Carla Billitteri: Regarde!

Map

James Wagner: !!

 

Carla Billitteri: Silly, isn’t it? This is me–by way of a friend archivist–travelling back in time.

The best image–the image that made me think of you.

James Wagner: Why do you think of me when you see this? I sort of understand intuitively what you mean, though, just in looking at it.

Carla Billitteri: This struck me as the cartography of many of your poems: the sense of a closure that looks familiar, a serrated edge that is not hurtful but gently composed (and also suggestive of a gentle movement of separation from a whole); the semi-geometrical/semi-organic pattern in the figures of excavation// many of which present the allure of the comprehensible–but are in fact enigmatic in their interruptions. A sense of precise finitude in what is in fact left open. I am still thinking whether this is your poetics//maybe for that I should look at another image.

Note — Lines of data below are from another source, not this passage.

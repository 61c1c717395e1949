//! Correction session state

use crate::config::CorrectorConfig;
use crate::error::CorrectorError;
use crate::interpreter::Interpreter;
use std::fmt::Display;
use tally_domain::{LlmProvider, Transaction, TransactionList};
use tracing::{debug, info, warn};

/// Where the correction loop currently is
#[derive(Debug, Clone, Copy, PartialEq, Eq)]
pub enum SessionState {
    /// Waiting for the next command
    AwaitingInput,
    /// A command is being interpreted by the model
    Interpreting,
    /// A validated replacement list is being installed
    Updating,
    /// The loop has ended; the list is final
    Done,
}

/// What one submitted command did
#[derive(Debug, Clone, PartialEq)]
pub enum StepOutcome {
    /// The list was replaced
    Applied {
        /// Count before the edit
        before: usize,
        /// Count after the edit
        after: usize,
    },
    /// The edit was not applied; the list is unchanged
    Rejected(CorrectorError),
    /// Blank input, nothing happened
    Ignored,
    /// The session has ended
    Finished,
}

/// The mutable state of one correction session
///
/// Every transition goes through [`CorrectionSession::submit`] or
/// [`CorrectionSession::end`]; the current list is only ever swapped for a
/// fully validated replacement.
#[derive(Debug, Clone)]
pub struct CorrectionSession {
    current: TransactionList,
    last_command: Option<String>,
    state: SessionState,
    config: CorrectorConfig,
    edits_applied: usize,
    edits_rejected: usize,
}

impl CorrectionSession {
    /// Start a session over an initial list
    pub fn new(initial: TransactionList, config: CorrectorConfig) -> Self {
        Self {
            current: initial,
            last_command: None,
            state: SessionState::AwaitingInput,
            config,
            edits_applied: 0,
            edits_rejected: 0,
        }
    }

    /// Current state
    pub fn state(&self) -> SessionState {
        self.state
    }

    /// Current list
    pub fn current(&self) -> &[Transaction] {
        &self.current
    }

    /// Last command sent for interpretation
    pub fn last_command(&self) -> Option<&str> {
        self.last_command.as_deref()
    }

    /// Number of edits applied so far
    pub fn edits_applied(&self) -> usize {
        self.edits_applied
    }

    /// Number of edits rejected so far
    pub fn edits_rejected(&self) -> usize {
        self.edits_rejected
    }

    /// Whether the session has ended
    pub fn is_done(&self) -> bool {
        self.state == SessionState::Done
    }

    /// End the session without a sentinel (input closed)
    pub fn end(&mut self) {
        if !self.is_done() {
            debug!("Correction input closed");
            self.state = SessionState::Done;
        }
    }

    /// Handle one line of user input
    pub fn submit<L>(&mut self, command: &str, interpreter: &Interpreter<L>) -> StepOutcome
    where
        L: LlmProvider,
        L::Error: Display,
    {
        if self.is_done() {
            return StepOutcome::Finished;
        }

        if command.trim().is_empty() {
            return StepOutcome::Ignored;
        }

        if self.config.is_sentinel(command) {
            info!("Correction finished: {} transactions", self.current.len());
            self.state = SessionState::Done;
            return StepOutcome::Finished;
        }

        self.last_command = Some(command.trim().to_string());
        self.state = SessionState::Interpreting;

        let outcome = match interpreter.interpret(&self.current, command) {
            Ok(replacement) => {
                self.state = SessionState::Updating;
                let before = self.current.len();
                self.current = replacement;
                self.edits_applied += 1;
                info!("Edit applied: {} -> {} transactions", before, self.current.len());
                StepOutcome::Applied {
                    before,
                    after: self.current.len(),
                }
            }
            Err(e) => {
                warn!("Edit not applied: {}", e);
                self.edits_rejected += 1;
                StepOutcome::Rejected(e)
            }
        };

        self.state = SessionState::AwaitingInput;

        if let Some(max) = self.config.max_edits {
            if self.edits_applied + self.edits_rejected >= max {
                info!("Edit limit of {} reached", max);
                self.state = SessionState::Done;
            }
        }

        outcome
    }

    /// Consume the session, returning the final list
    pub fn into_transactions(self) -> TransactionList {
        self.current
    }
}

Perhaps — a poetics cannot be defined by one image. Let me put it this way: this map is suggestive of some of the main events in your writing. Meditating through the day on images of other worlds and thinking in parallel about the language-worlds of some of the poetry I like….

James Wagner: You are keen! I especially like the area in the map which has seemingly no connection to any other section. Like, how did they even manage to get there? This thrills me. And also those tendrils going out, but not connecting. There are several. But there is a basic plan. There’s implicit in it a search for some kind of meaning, perhaps. My eyesight is too poor to read the glyphs on the right side. It seemed one said Africa. But maybe that’s wrong.

I think much of my distrust of enclosing systems, or explanatory ones, was probably based on my being raised in Catholicism, in that rich and strange universe. (Probably also extra intense because the community was German, so perhaps more forceful in the certainty of the uncertain.) Very early on, though, I didn’t trust what was being said, and I have no idea why that is. I take no credit for my skepticism–it seems innate. Perhaps when I feel someone is pushing too hard at something, I start to wonder why that pushing is so important. Or something like this. This gets at what interests me now, over the last couple of months, of the prooflessness of the world. Of what one is saying. How we say and say, and yet there is nothing under it. Well, I say that in Thrown (“a nothing’s under it”). But that last stanza in the book gets to it better:

The uncertainty in the

visual animal, stepping in

dimensions, voicing

voids, then the plenitude.

Carla Billitteri: Yes! This is It! Glad to be on the same wavelength here. Love to see the permeability of minds in act.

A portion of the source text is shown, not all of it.